◆ About this task:
Reproduce the listing exactly, please, with every line intact.

### Input data ###

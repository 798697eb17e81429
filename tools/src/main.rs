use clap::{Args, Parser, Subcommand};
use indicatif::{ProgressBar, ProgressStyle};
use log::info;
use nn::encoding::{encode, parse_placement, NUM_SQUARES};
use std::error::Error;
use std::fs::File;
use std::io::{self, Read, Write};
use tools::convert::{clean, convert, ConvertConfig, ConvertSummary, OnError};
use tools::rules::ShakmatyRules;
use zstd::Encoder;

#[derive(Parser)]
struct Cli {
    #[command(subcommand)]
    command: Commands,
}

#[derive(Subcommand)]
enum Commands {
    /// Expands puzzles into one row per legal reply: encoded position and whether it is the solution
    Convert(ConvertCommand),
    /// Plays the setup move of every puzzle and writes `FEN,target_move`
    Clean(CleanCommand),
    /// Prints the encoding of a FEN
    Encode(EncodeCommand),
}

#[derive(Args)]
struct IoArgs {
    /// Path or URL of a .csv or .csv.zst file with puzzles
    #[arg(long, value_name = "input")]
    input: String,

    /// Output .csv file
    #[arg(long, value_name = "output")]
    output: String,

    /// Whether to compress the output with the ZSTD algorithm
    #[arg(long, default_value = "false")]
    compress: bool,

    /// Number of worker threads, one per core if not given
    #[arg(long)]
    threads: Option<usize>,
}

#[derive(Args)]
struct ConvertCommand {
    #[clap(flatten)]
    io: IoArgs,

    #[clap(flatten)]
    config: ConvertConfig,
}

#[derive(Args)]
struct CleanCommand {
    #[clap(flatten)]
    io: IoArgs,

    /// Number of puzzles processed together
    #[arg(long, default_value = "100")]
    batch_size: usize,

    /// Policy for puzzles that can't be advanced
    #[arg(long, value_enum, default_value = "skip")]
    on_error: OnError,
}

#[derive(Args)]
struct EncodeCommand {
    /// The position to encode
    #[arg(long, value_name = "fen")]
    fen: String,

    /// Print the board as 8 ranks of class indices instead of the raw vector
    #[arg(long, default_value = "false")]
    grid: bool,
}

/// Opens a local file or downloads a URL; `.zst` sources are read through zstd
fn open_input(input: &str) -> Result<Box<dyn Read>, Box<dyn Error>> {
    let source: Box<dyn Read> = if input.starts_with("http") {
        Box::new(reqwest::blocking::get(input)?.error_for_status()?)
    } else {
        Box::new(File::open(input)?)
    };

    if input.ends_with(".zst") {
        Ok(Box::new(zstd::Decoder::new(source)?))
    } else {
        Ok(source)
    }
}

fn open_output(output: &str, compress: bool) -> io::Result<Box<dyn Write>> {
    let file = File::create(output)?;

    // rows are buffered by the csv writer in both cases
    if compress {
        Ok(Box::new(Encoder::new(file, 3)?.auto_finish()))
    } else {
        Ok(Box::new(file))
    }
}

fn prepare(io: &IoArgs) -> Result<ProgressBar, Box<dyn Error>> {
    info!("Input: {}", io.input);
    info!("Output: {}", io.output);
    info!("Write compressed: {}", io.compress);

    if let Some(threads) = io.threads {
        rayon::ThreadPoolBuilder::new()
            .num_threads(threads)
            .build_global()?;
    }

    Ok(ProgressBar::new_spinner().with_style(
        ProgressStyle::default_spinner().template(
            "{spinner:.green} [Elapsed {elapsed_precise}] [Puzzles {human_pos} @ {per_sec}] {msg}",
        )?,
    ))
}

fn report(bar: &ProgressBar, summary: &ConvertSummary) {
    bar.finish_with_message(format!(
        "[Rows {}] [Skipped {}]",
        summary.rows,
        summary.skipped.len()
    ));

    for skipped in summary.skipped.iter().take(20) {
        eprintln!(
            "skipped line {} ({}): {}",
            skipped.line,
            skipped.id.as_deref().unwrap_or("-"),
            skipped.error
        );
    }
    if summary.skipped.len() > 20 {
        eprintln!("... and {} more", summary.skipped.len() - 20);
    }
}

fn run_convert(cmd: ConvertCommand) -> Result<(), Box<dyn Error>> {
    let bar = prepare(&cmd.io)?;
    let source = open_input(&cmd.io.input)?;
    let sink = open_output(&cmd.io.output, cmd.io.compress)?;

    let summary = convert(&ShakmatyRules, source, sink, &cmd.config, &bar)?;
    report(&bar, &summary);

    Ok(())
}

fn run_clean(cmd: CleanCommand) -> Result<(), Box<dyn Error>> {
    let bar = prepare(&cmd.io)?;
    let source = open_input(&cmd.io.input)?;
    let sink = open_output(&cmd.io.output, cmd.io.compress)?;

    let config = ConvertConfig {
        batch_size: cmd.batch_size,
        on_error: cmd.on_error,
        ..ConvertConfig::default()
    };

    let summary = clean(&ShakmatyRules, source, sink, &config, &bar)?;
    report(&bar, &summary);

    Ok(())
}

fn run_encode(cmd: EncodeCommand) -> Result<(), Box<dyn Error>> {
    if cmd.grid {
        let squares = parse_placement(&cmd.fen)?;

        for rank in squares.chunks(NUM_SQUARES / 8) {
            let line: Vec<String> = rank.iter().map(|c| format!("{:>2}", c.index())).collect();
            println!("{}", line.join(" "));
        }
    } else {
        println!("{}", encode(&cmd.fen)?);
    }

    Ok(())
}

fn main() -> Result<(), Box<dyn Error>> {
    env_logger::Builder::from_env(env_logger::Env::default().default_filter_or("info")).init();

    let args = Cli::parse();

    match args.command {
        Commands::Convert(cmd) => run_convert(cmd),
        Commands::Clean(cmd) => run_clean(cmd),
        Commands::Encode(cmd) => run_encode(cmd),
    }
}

###

◆ Answer below:
repository 798697eb17e81429
filename tools/src/main.rs
use clap::{Args, Parser, Subcommand};
use indicatif::{ProgressBar, ProgressStyle};
use log::info;
use nn::encoding::{encode, parse_placement, NUM_SQUARES};
use std::error::Error;
use std::fs::File;
use std::io::{self, Read, Write};
use tools::convert::{clean, convert, ConvertConfig, ConvertSummary, OnError};
use tools::rules::ShakmatyRules;
use zstd::Encoder;

#[derive(Parser)]
struct Cli {
    #[command(subcommand)]
    command: Commands,
}

#[derive(Subcommand)]
enum Commands {
    /// Expands puzzles into one row per legal reply: encoded position and whether it is the solution
    Convert(ConvertCommand),
    /// Plays the setup move of every puzzle and writes `FEN,target_move`
    Clean(CleanCommand),
    /// Prints the encoding of a FEN
    Encode(EncodeCommand),
}

#[derive(Args)]
struct IoArgs {
    /// Path or URL of a .csv or .csv.zst file with puzzles
    #[arg(long, value_name = "input")]
    input: String,

    /// Output .csv file
    #[arg(long, value_name = "output")]
    output: String,

    /// Whether to compress the output with the ZSTD algorithm
    #[arg(long, default_value = "false")]
    compress: bool,

    /// Number of worker threads, one per core if not given
    #[arg(long)]
    threads: Option<usize>,
}

#[derive(Args)]
struct ConvertCommand {
    #[clap(flatten)]
    io: IoArgs,

    #[clap(flatten)]
    config: ConvertConfig,
}

#[derive(Args)]
struct CleanCommand {
    #[clap(flatten)]
    io: IoArgs,

    /// Number of puzzles processed together
    #[arg(long, default_value = "100")]
    batch_size: usize,

    /// Policy for puzzles that can't be advanced
    #[arg(long, value_enum, default_value = "skip")]
    on_error: OnError,
}

#[derive(Args)]
struct EncodeCommand {
    /// The position to encode
    #[arg(long, value_name = "fen")]
    fen: String,

    /// Print the board as 8 ranks of class indices instead of the raw vector
    #[arg(long, default_value = "false")]
    grid: bool,
}

/// Opens a local file or downloads a URL; `.zst` sources are read through zstd
fn open_input(input: &str) -> Result<Box<dyn Read>, Box<dyn Error>> {
    let source: Box<dyn Read> = if input.starts_with("http") {
        Box::new(reqwest::blocking::get(input)?.error_for_status()?)
    } else {
        Box::new(File::open(input)?)
    };

    if input.ends_with(".zst") {
        Ok(Box::new(zstd::Decoder::new(source)?))
    } else {
        Ok(source)
    }
}

fn open_output(output: &str, compress: bool) -> io::Result<Box<dyn Write>> {
    let file = File::create(output)?;

    // rows are buffered by the csv writer in both cases
    if compress {
        Ok(Box::new(Encoder::new(file, 3)?.auto_finish()))
    } else {
        Ok(Box::new(file))
    }
}

fn prepare(io: &IoArgs) -> Result<ProgressBar, Box<dyn Error>> {
    info!("Input: {}", io.input);
    info!("Output: {}", io.output);
    info!("Write compressed: {}", io.compress);

    if let Some(threads) = io.threads {
        rayon::ThreadPoolBuilder::new()
            .num_threads(threads)
            .build_global()?;
    }

    Ok(ProgressBar::new_spinner().with_style(
        ProgressStyle::default_spinner().template(
            "{spinner:.green} [Elapsed {elapsed_precise}] [Puzzles {human_pos} @ {per_sec}] {msg}",
        )?,
    ))
}

fn report(bar: &ProgressBar, summary: &ConvertSummary) {
    bar.finish_with_message(format!(
        "[Rows {}] [Skipped {}]",
        summary.rows,
        summary.skipped.len()
    ));

    for skipped in summary.skipped.iter().take(20) {
        eprintln!(
            "skipped line {} ({}): {}",
            skipped.line,
            skipped.id.as_deref().unwrap_or("-"),
            skipped.error
        );
    }
    if summary.skipped.len() > 20 {
        eprintln!("... and {} more", summary.skipped.len() - 20);
    }
}

fn run_convert(cmd: ConvertCommand) -> Result<(), Box<dyn Error>> {
    let bar = prepare(&cmd.io)?;
    let source = open_input(&cmd.io.input)?;
    let sink = open_output(&cmd.io.output, cmd.io.compress)?;

    let summary = convert(&ShakmatyRules, source, sink, &cmd.config, &bar)?;
    report(&bar, &summary);

    Ok(())
}

fn run_clean(cmd: CleanCommand) -> Result<(), Box<dyn Error>> {
    let bar = prepare(&cmd.io)?;
    let source = open_input(&cmd.io.input)?;
    let sink = open_output(&cmd.io.output, cmd.io.compress)?;

    let config = ConvertConfig {
        batch_size: cmd.batch_size,
        on_error: cmd.on_error,
        ..ConvertConfig::default()
    };

    let summary = clean(&ShakmatyRules, source, sink, &config, &bar)?;
    report(&bar, &summary);

    Ok(())
}

fn run_encode(cmd: EncodeCommand) -> Result<(), Box<dyn Error>> {
    if cmd.grid {
        let squares = parse_placement(&cmd.fen)?;

        for rank in squares.chunks(NUM_SQUARES / 8) {
            let line: Vec<String> = rank.iter().map(|c| format!("{:>2}", c.index())).collect();
            println!("{}", line.join(" "));
        }
    } else {
        println!("{}", encode(&cmd.fen)?);
    }

    Ok(())
}

fn main() -> Result<(), Box<dyn Error>> {
    env_logger::Builder::from_env(env_logger::Env::default().default_filter_or("info")).init();

    let args = Cli::parse();

    match args.command {
        Commands::Convert(cmd) => run_convert(cmd),
        Commands::Clean(cmd) => run_clean(cmd),
        Commands::Encode(cmd) => run_encode(cmd),
    }
}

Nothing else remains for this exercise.